Your goal: Search the entries for lines that contain the word "Result", and report each one found.

═══

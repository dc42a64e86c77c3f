use serde::{Deserialize, Serialize};

use super::vector::Vector3;

///
/// Reference shape used to convert between geographic coordinates, unit
/// vectors and radii. The `*RConst` variants use the ellipsoid for latitude
/// conversion but report a constant earth radius of 6371 km.
///
#[derive(Copy, Clone, Debug, Default, PartialEq, Eq, Serialize, Deserialize)]
pub enum EarthShape
{
    Sphere,
    Grs80,
    Grs80RConst,
    #[default]
    Wgs84,
    Wgs84RConst,
}

const MEAN_RADIUS: f64 = 6371.0;

impl EarthShape
{
    /// Equatorial radius in km.
    pub fn equatorial_radius(&self) -> f64
    {
        match self
        {
            EarthShape::Sphere => MEAN_RADIUS,
            EarthShape::Grs80 | EarthShape::Grs80RConst | EarthShape::Wgs84 | EarthShape::Wgs84RConst => 6378.137,
        }
    }

    pub fn inverse_flattening(&self) -> Option<f64>
    {
        match self
        {
            EarthShape::Sphere => None,
            EarthShape::Grs80 | EarthShape::Grs80RConst => Some(298.257222101),
            EarthShape::Wgs84 | EarthShape::Wgs84RConst => Some(298.257223563),
        }
    }

    /// Eccentricity squared, `f(2 - f)`.
    pub fn eccentricity_squared(&self) -> f64
    {
        match self.inverse_flattening()
        {
            Some(inv) =>
            {
                let f = 1.0 / inv;
                f * (2.0 - f)
            },
            None => 0.0,
        }
    }

    fn constant_radius(&self) -> bool
    {
        matches!(self, EarthShape::Sphere | EarthShape::Grs80RConst | EarthShape::Wgs84RConst)
    }

    ///
    /// Unit vector for a geodetic latitude and longitude in degrees.
    ///
    pub fn vector(&self, lat_degrees: f64, lon_degrees: f64) -> Vector3
    {
        let e2 = self.eccentricity_squared();
        let lat = lat_degrees.to_radians();
        let lon = lon_degrees.to_radians();
        // geocentric latitude
        let lat = if e2 > 0.0 && lat.abs() < std::f64::consts::FRAC_PI_2
        {
            ((1.0 - e2) * lat.tan()).atan()
        }
        else
        {
            lat
        };
        [lat.cos() * lon.cos(), lat.cos() * lon.sin(), lat.sin()]
    }

    /// Geodetic latitude in degrees of a unit vector.
    pub fn latitude(&self, u: &Vector3) -> f64
    {
        let e2 = self.eccentricity_squared();
        let horizontal = (u[0] * u[0] + u[1] * u[1]).sqrt();
        u[2].atan2((1.0 - e2) * horizontal).to_degrees()
    }

    /// Longitude in degrees, in (-180, 180].
    pub fn longitude(&self, u: &Vector3) -> f64
    {
        u[1].atan2(u[0]).to_degrees()
    }

    ///
    /// Radius of the reference surface in km beneath the unit vector `u`.
    ///
    pub fn earth_radius(&self, u: &Vector3) -> f64
    {
        if self.constant_radius()
        {
            return MEAN_RADIUS;
        }
        let e2 = self.eccentricity_squared();
        self.equatorial_radius() * (1.0 - e2).sqrt() / (1.0 - e2 * (1.0 - u[2] * u[2])).sqrt()
    }

    pub fn radius(&self, u: &Vector3, depth: f64) -> f64
    {
        self.earth_radius(u) - depth
    }

    pub fn depth(&self, u: &Vector3, radius: f64) -> f64
    {
        self.earth_radius(u) - radius
    }

    pub fn name(&self) -> &'static str
    {
        match self
        {
            EarthShape::Sphere => "SPHERE",
            EarthShape::Grs80 => "GRS80",
            EarthShape::Grs80RConst => "GRS80_RCONST",
            EarthShape::Wgs84 => "WGS84",
            EarthShape::Wgs84RConst => "WGS84_RCONST",
        }
    }

    pub fn from_name(name: &str) -> Option<EarthShape>
    {
        match name.to_ascii_uppercase().as_str()
        {
            "SPHERE" => Some(EarthShape::Sphere),
            "GRS80" => Some(EarthShape::Grs80),
            "GRS80_RCONST" => Some(EarthShape::Grs80RConst),
            "WGS84" => Some(EarthShape::Wgs84),
            "WGS84_RCONST" => Some(EarthShape::Wgs84RConst),
            _ => None,
        }
    }
}

#[cfg(test)]
mod tests
{
    use super::*;

    #[test]
    fn check_sphere_round_trip()
    {
        let shape = EarthShape::Sphere;
        let u = shape.vector(30.0, -120.0);
        assert!((shape.latitude(&u) - 30.0).abs() < 1e-12);
        assert!((shape.longitude(&u) + 120.0).abs() < 1e-12);
        assert_eq!(shape.earth_radius(&u), 6371.0);
        assert_eq!(shape.radius(&u, 100.0), 6271.0);
    }

    #[test]
    fn check_wgs84_geodetic_latitude()
    {
        let shape = EarthShape::Wgs84;
        let u = shape.vector(45.0, 10.0);
        assert!((shape.latitude(&u) - 45.0).abs() < 1e-10);
        // geocentric latitude is smaller than geodetic latitude
        assert!(u[2].asin().to_degrees() < 45.0);
        // equatorial and polar radii
        assert!((shape.earth_radius(&[1.0, 0.0, 0.0]) - 6378.137).abs() < 1e-9);
        assert!((shape.earth_radius(&[0.0, 0.0, 1.0]) - 6356.752314245).abs() < 1e-6);
    }

    #[test]
    fn check_names()
    {
        for shape in [EarthShape::Sphere, EarthShape::Grs80, EarthShape::Grs80RConst, EarthShape::Wgs84, EarthShape::Wgs84RConst]
        {
            assert_eq!(EarthShape::from_name(shape.name()), Some(shape));
        }
    }
}
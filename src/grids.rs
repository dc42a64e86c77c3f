pub mod builder;
pub mod grid;
pub mod spokes;

pub use builder::{BaseSolid, GridBuilder};
pub use grid::{Edge, Grid, GridSnapshot};
pub use spokes::SpokeList;
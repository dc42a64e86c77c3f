use crate::errors::GeoTessError;

use super::grid::Edge;

///
/// Circular, clockwise lists of the edges ("spokes") that emanate from each
/// vertex on one tessellation level. Spokes are addressed by edge id
/// (`3 * triangle + side`) and linked by index, so following
/// [`SpokeList::next`] from [`SpokeList::head`] visits every triangle around
/// a vertex once before returning to the head.
///
#[derive(Clone, Debug)]
pub struct SpokeList
{
    first_edge: usize,
    head: Vec<Option<usize>>,
    next: Vec<usize>,
}

impl SpokeList
{
    ///
    /// Chains the edges of triangles `[first, last)` around their start
    /// vertex. Consecutive spokes satisfy `next.t_left == spoke.t_right`.
    ///
    pub(crate) fn build(edges: &[[Edge; 3]], n_vertices: usize, first: usize, last: usize) -> Result<Self, GeoTessError>
    {
        let first_edge = 3 * first;
        let mut per_vertex: Vec<Vec<usize>> = vec![Vec::new(); n_vertices];
        for t in first..last
        {
            for (side, edge) in edges[t].iter().enumerate()
            {
                per_vertex[edge.vj].push(3 * t + side);
            }
        }
        let edge = |id: usize| &edges[id / 3][id % 3];

        let mut head = vec![None; n_vertices];
        let mut next = vec![usize::MAX; 3 * (last - first)];
        for (vertex, spokes) in per_vertex.iter().enumerate()
        {
            let Some(&start) = spokes.first() else { continue };
            let mut current = start;
            for _ in 1..spokes.len()
            {
                let t_right = edge(current).t_right;
                let following = spokes.iter().copied().find(|s| edge(*s).t_left == t_right)
                    .ok_or_else(|| GeoTessError::InvalidGrid(format!("spokes around vertex {} do not form a closed fan", vertex)))?;
                next[current - first_edge] = following;
                current = following;
            }
            if edge(start).t_left != edge(current).t_right
            {
                return Err(GeoTessError::InvalidGrid(format!("spokes around vertex {} do not close", vertex)));
            }
            next[current - first_edge] = start;
            head[vertex] = Some(start);
        }
        Ok(Self { first_edge, head, next })
    }

    /// Some spoke of `vertex`, `None` if the vertex is not on this level.
    #[inline]
    pub fn head(&self, vertex: usize) -> Option<usize>
    {
        self.head.get(vertex).copied().flatten()
    }

    /// Clockwise successor of spoke `edge`.
    #[inline]
    pub fn next(&self, edge: usize) -> usize
    {
        self.next[edge - self.first_edge]
    }

    /// Spokes of `vertex` in clockwise order, starting at its head.
    pub fn spokes(&self, vertex: usize) -> Spokes<'_>
    {
        let head = self.head(vertex);
        Spokes { list: self, head, current: head }
    }

    /// One clockwise turn around the start vertex of `edge`, beginning with `edge`.
    pub fn cycle_from(&self, edge: usize) -> Spokes<'_>
    {
        Spokes { list: self, head: Some(edge), current: Some(edge) }
    }
}

pub struct Spokes<'a>
{
    list: &'a SpokeList,
    head: Option<usize>,
    current: Option<usize>,
}

impl Iterator for Spokes<'_>
{
    type Item = usize;

    fn next(&mut self) -> Option<usize>
    {
        let current = self.current?;
        let following = self.list.next(current);
        self.current = if Some(following) == self.head { None } else { Some(following) };
        Some(current)
    }
}
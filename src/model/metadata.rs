use serde::{Deserialize, Serialize};

use crate::errors::GeoTessError;
use crate::serialization::{self, SerializationFormat};
use crate::storage::attributes::AttributeDefinitions;
use crate::storage::custom::CustomTypeRegistry;
use crate::utilities::earth_shape::EarthShape;

/// Edge length in km of the tetrahedron sampled by the gradient estimator.
pub const DEFAULT_GRADIENT_TET_SIZE: f64 = 10.0;

///
/// Passive description of a model: its layers, the tessellation each layer
/// uses, its attributes and the earth shape used for geographic
/// conversions.
///
#[derive(Clone, Debug, PartialEq, Serialize, Deserialize)]
pub struct ModelMetaData
{
    pub description: String,
    layer_names: Vec<String>,
    layer_tess_ids: Vec<usize>,
    attributes: AttributeDefinitions,
    pub earth_shape: EarthShape,
    pub gradient_tet_size: f64,
    pub model_software: String,
    pub model_generation_date: String,
}

impl ModelMetaData
{
    ///
    /// Layers are listed from the deepest up. `layer_tess_ids` may be empty,
    /// in which case every layer uses tessellation 0. Tessellation ids must
    /// not decrease from one layer to the next.
    ///
    pub fn new<S: AsRef<str>>(description: &str, layer_names: &[S], layer_tess_ids: &[usize], attributes: AttributeDefinitions) -> Result<Self, GeoTessError>
    {
        if layer_names.is_empty()
        {
            return Err(GeoTessError::InvalidModel("a model needs at least one layer".to_string()));
        }
        let layer_tess_ids = if layer_tess_ids.is_empty() { vec![0; layer_names.len()] } else { layer_tess_ids.to_vec() };
        if layer_tess_ids.len() != layer_names.len()
        {
            return Err(GeoTessError::InvalidModel(format!("{} layers but {} tessellation ids", layer_names.len(), layer_tess_ids.len())));
        }
        if layer_tess_ids.windows(2).any(|w| w[1] < w[0])
        {
            return Err(GeoTessError::InvalidModel(format!("layer tessellation ids {:?} decrease with depth", layer_tess_ids)));
        }
        Ok(Self
        {
            description: description.to_string(),
            layer_names: layer_names.iter().map(|s| s.as_ref().to_string()).collect(),
            layer_tess_ids,
            attributes,
            earth_shape: EarthShape::default(),
            gradient_tet_size: DEFAULT_GRADIENT_TET_SIZE,
            model_software: format!("geotess {}", env!("CARGO_PKG_VERSION")),
            model_generation_date: String::new(),
        })
    }

    pub fn with_earth_shape(mut self, earth_shape: EarthShape) -> Self
    {
        self.earth_shape = earth_shape;
        self
    }

    #[inline]
    pub fn n_layers(&self) -> usize
    {
        self.layer_names.len()
    }

    pub fn layer_names(&self) -> &[String]
    {
        &self.layer_names
    }

    pub fn layer_index(&self, name: &str) -> Option<usize>
    {
        self.layer_names.iter().position(|n| n == name)
    }

    #[inline]
    pub fn layer_tess_ids(&self) -> &[usize]
    {
        &self.layer_tess_ids
    }

    #[inline]
    pub fn tessellation(&self, layer: usize) -> usize
    {
        self.layer_tess_ids[layer]
    }

    /// Highest tessellation id referenced plus one.
    pub fn n_tessellations(&self) -> usize
    {
        self.layer_tess_ids.iter().max().map_or(0, |t| t + 1)
    }

    /// Layers that use `tessellation`.
    pub fn layers_in(&self, tessellation: usize) -> Vec<usize>
    {
        (0..self.layer_tess_ids.len()).filter(|l| self.layer_tess_ids[*l] == tessellation).collect()
    }

    #[inline]
    pub fn attributes(&self) -> &AttributeDefinitions
    {
        &self.attributes
    }

    #[inline]
    pub fn n_attributes(&self) -> usize
    {
        self.attributes.n_attributes()
    }

    pub fn attribute_index(&self, name: &str) -> Option<usize>
    {
        self.attributes.attribute_index(name)
    }

    pub fn save(&self, path: &str, format: SerializationFormat) -> Result<(), GeoTessError>
    {
        serialization::save(self, path, format)
    }

    ///
    /// Reads metadata written by [`ModelMetaData::save`]. Custom attribute
    /// kinds are looked up in `registry`.
    ///
    pub fn read<Reader: std::io::Read>(reader: Reader, format: SerializationFormat, registry: &CustomTypeRegistry) -> Result<Self, GeoTessError>
    {
        let mut metadata: ModelMetaData = serialization::read(reader, format)?;
        metadata.attributes.resolve_custom(registry)?;
        Ok(metadata)
    }
}

#[cfg(test)]
mod tests
{
    use super::*;
    use crate::storage::numeric_kind::NumericKind;

    fn attributes() -> AttributeDefinitions
    {
        AttributeDefinitions::new(&["vp", "vs"], &["km/sec", "km/sec"], NumericKind::Float).unwrap()
    }

    #[test]
    fn check_layers()
    {
        let md = ModelMetaData::new("test", &["core", "mantle", "crust"], &[0, 0, 1], attributes()).unwrap();
        assert_eq!(md.n_layers(), 3);
        assert_eq!(md.n_tessellations(), 2);
        assert_eq!(md.layers_in(0), vec![0, 1]);
        assert_eq!(md.layer_index("crust"), Some(2));
        assert_eq!(md.tessellation(2), 1);
        assert_eq!(md.gradient_tet_size, 10.0);

        let md = ModelMetaData::new("test", &["a", "b"], &[], attributes()).unwrap();
        assert_eq!(md.layer_tess_ids(), &[0, 0]);

        assert!(ModelMetaData::new::<&str>("test", &[], &[], attributes()).is_err());
        assert!(ModelMetaData::new("test", &["a", "b"], &[0], attributes()).is_err());
        assert!(ModelMetaData::new("test", &["a", "b"], &[1, 0], attributes()).is_err());
    }

    #[test]
    fn check_json_round_trip()
    {
        let md = ModelMetaData::new("round trip", &["mantle"], &[0], attributes()).unwrap().with_earth_shape(EarthShape::Sphere);
        let bytes = serialization::serialize(&md, SerializationFormat::Json).unwrap();
        let copy = ModelMetaData::read(bytes.as_slice(), SerializationFormat::Json, &CustomTypeRegistry::new()).unwrap();
        assert_eq!(copy, md);
    }
}
//! Geographic interpolation weights among grid vertices.
//!
//! Both strategies start from the triangle found by the
//! [`PointLocator`](super::point_locator::PointLocator) and produce
//! `(vertex, weight)` pairs that are non-negative and sum to one.

pub mod linear;
pub mod natural_neighbor;

use serde::{Deserialize, Serialize};

use crate::errors::GeoTessError;
use crate::grids::grid::Grid;
use crate::utilities::vector::Vector3;

use super::point_locator::Located;

pub use linear::LinearInterpolator;
pub use natural_neighbor::NaturalNeighborInterpolator;

/// Cosine of 1e-7 radians. Queries closer than this to a vertex take all of its weight.
pub const COINCIDENT_COSINE: f64 = 0.999_999_999_999_995;

#[derive(Copy, Clone, Debug, Default, PartialEq, Eq, Hash, Serialize, Deserialize)]
pub enum HorizontalInterpolation
{
    #[default]
    Linear,
    NaturalNeighbor,
}

impl HorizontalInterpolation
{
    pub fn interpolator(&self) -> Box<dyn HorizontalInterpolator>
    {
        match self
        {
            HorizontalInterpolation::Linear => Box::new(LinearInterpolator),
            HorizontalInterpolation::NaturalNeighbor => Box::new(NaturalNeighborInterpolator::default()),
        }
    }

    pub fn name(&self) -> &'static str
    {
        match self
        {
            HorizontalInterpolation::Linear => "LINEAR",
            HorizontalInterpolation::NaturalNeighbor => "NATURAL_NEIGHBOR",
        }
    }
}

///
/// Turns a located triangle into vertex weights. Implementations may keep
/// scratch state between calls, so one instance must not serve two threads.
///
pub trait HorizontalInterpolator: Send
{
    fn interpolation(&self) -> HorizontalInterpolation;

    ///
    /// Replaces the contents of `weights` with the vertex weights of `u`,
    /// which lies in `located.triangle` of `tessellation`.
    ///
    fn weights(&mut self, grid: &Grid, tessellation: usize, located: &Located, u: &Vector3,
        weights: &mut Vec<(usize, f64)>) -> Result<(), GeoTessError>;
}

/// Vertex of `triangle` that coincides with `u`, if any.
#[inline]
pub(crate) fn coincident_vertex(grid: &Grid, triangle: usize, u: &Vector3) -> Option<usize>
{
    grid.triangle(triangle).iter().copied()
        .find(|v| crate::utilities::vector::dot(grid.vertex(*v), u) > COINCIDENT_COSINE)
}
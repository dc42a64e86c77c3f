/// Serialization format options for grid snapshots and model metadata.
///
/// Each format has both compressed (Lz4) and uncompressed variants.
#[derive(Clone, Copy, Debug, Default, PartialEq, Eq, serde::Serialize, serde::Deserialize)]
pub enum SerializationFormat {
    /// JSON format - human readable, larger size
    Json,
    /// JSON format with LZ4 compression
    JsonLz4,
    /// Bincode format - compact binary
    Bincode,
    /// Bincode format with LZ4 compression (default)
    #[default]
    BincodeLz4,
}

impl SerializationFormat {
    /// Returns true if this format uses LZ4 compression
    pub fn is_compressed(&self) -> bool {
        matches!(self, SerializationFormat::JsonLz4 | SerializationFormat::BincodeLz4)
    }
}

use std::io::Write;

use crate::errors::GeoTessError;
use serde::{de::DeserializeOwned, Serialize};

fn serialize_serde<T: Serialize>(data: &T, format: SerializationFormat) -> Result<Vec<u8>, GeoTessError> {
    match format {
        SerializationFormat::Json | SerializationFormat::JsonLz4 => {
            serde_json::to_vec(data).map_err(|_| GeoTessError::SerializationFailed)
        }
        SerializationFormat::Bincode | SerializationFormat::BincodeLz4 => {
            bincode::serde::encode_to_vec(data, bincode::config::standard()).map_err(|_| GeoTessError::SerializationFailed)
        }
    }
}

fn deserialize_serde<T: DeserializeOwned>(data: &[u8], format: SerializationFormat) -> Result<T, GeoTessError> {
    match format {
        SerializationFormat::Json | SerializationFormat::JsonLz4 => {
            serde_json::from_slice(data).map_err(|_| GeoTessError::DeserializationFailed)
        }
        SerializationFormat::Bincode | SerializationFormat::BincodeLz4 => {
            bincode::serde::decode_from_slice(data, bincode::config::standard())
                .map(|(value, _)| value)
                .map_err(|_| GeoTessError::DeserializationFailed)
        }
    }
}

/// Serialize data to bytes using the specified format.
/// Applies LZ4 compression if the format variant ends with Lz4.
pub fn serialize<T: Serialize>(data: &T, format: SerializationFormat) -> Result<Vec<u8>, GeoTessError> {
    let bytes = serialize_serde(data, format)?;
    if format.is_compressed()
    {
        Ok(lz4_flex::compress_prepend_size(&bytes))
    }
    else
    {
        Ok(bytes)
    }
}

/// Deserialize data from bytes using the specified format.
/// Applies LZ4 decompression if the format variant ends with Lz4.
pub fn deserialize<T: DeserializeOwned>(data: &[u8], format: SerializationFormat) -> Result<T, GeoTessError> {
    if format.is_compressed()
    {
        let decompressed = lz4_flex::decompress_size_prepended(data)
            .map_err(|_| GeoTessError::LZ4DecompressionFailed)?;
        deserialize_serde(&decompressed, format)
    }
    else
    {
        deserialize_serde(data, format)
    }
}

///
/// Writes `data` to `path` in the requested format.
///
pub fn save<T: Serialize>(data: &T, path: &str, format: SerializationFormat) -> Result<(), GeoTessError>
{
    let mut file = std::io::BufWriter::new(std::fs::File::create(path).map_err(|_|GeoTessError::FileIOError)?);
    let buffer = serialize(data, format)?;
    file.write_all(&buffer).map_err(|_|GeoTessError::WriteBufferFailed)?;
    Ok(())
}

///
/// Reads a value previously written with [`save`] or [`serialize`].
///
pub fn read<T: DeserializeOwned, Reader: std::io::Read>(mut reader: Reader, format: SerializationFormat) -> Result<T, GeoTessError>
{
    let mut bytes = Vec::new();
    reader.read_to_end(&mut bytes).map_err(|_|GeoTessError::ReadBufferFailed)?;
    deserialize(&bytes, format)
}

═══

Solution below:
    pub(crate) fn build(edges: &[[Edge; 3]], n_vertices: usize, first: usize, last: usize) -> Result<Self, GeoTessError>
    pub fn new<S: AsRef<str>>(description: &str, layer_names: &[S], layer_tess_ids: &[usize], attributes: AttributeDefinitions) -> Result<Self, GeoTessError>
    pub fn save(&self, path: &str, format: SerializationFormat) -> Result<(), GeoTessError>
    pub fn read<Reader: std::io::Read>(reader: Reader, format: SerializationFormat, registry: &CustomTypeRegistry) -> Result<Self, GeoTessError>
        weights: &mut Vec<(usize, f64)>) -> Result<(), GeoTessError>;
fn serialize_serde<T: Serialize>(data: &T, format: SerializationFormat) -> Result<Vec<u8>, GeoTessError> {
fn deserialize_serde<T: DeserializeOwned>(data: &[u8], format: SerializationFormat) -> Result<T, GeoTessError> {
pub fn serialize<T: Serialize>(data: &T, format: SerializationFormat) -> Result<Vec<u8>, GeoTessError> {
pub fn deserialize<T: DeserializeOwned>(data: &[u8], format: SerializationFormat) -> Result<T, GeoTessError> {
pub fn save<T: Serialize>(data: &T, path: &str, format: SerializationFormat) -> Result<(), GeoTessError>
pub fn read<T: DeserializeOwned, Reader: std::io::Read>(mut reader: Reader, format: SerializationFormat) -> Result<T, GeoTessError>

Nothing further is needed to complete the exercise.